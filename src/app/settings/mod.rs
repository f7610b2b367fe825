// SPDX-License-Identifier: GPL-3.0-only

//! Settings UI module
//!
//! Camera, appearance, capture and printing settings shown in the context drawer.

pub mod view;
// SPDX-License-Identifier: MPL-2.0

//! Booth controls
//!
//! - Capture button (round shutter, disabled while a capture is on screen)
//! - Overlay adjustment buttons (move, scale, rotate the pending filter)

pub mod adjust_buttons;
pub mod capture_button;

*Your task:* Would you give the data above again, exactly as written?

*Final answer:*
filename src/app/settings/mod.rs
repository f7610b2b367fe825
// SPDX-License-Identifier: GPL-3.0-only

//! Settings UI module
//!
//! Camera, appearance, capture and printing settings shown in the context drawer.

pub mod view;
// SPDX-License-Identifier: MPL-2.0

//! Booth controls
//!
//! - Capture button (round shutter, disabled while a capture is on screen)
//! - Overlay adjustment buttons (move, scale, rotate the pending filter)

pub mod adjust_buttons;
pub mod capture_button;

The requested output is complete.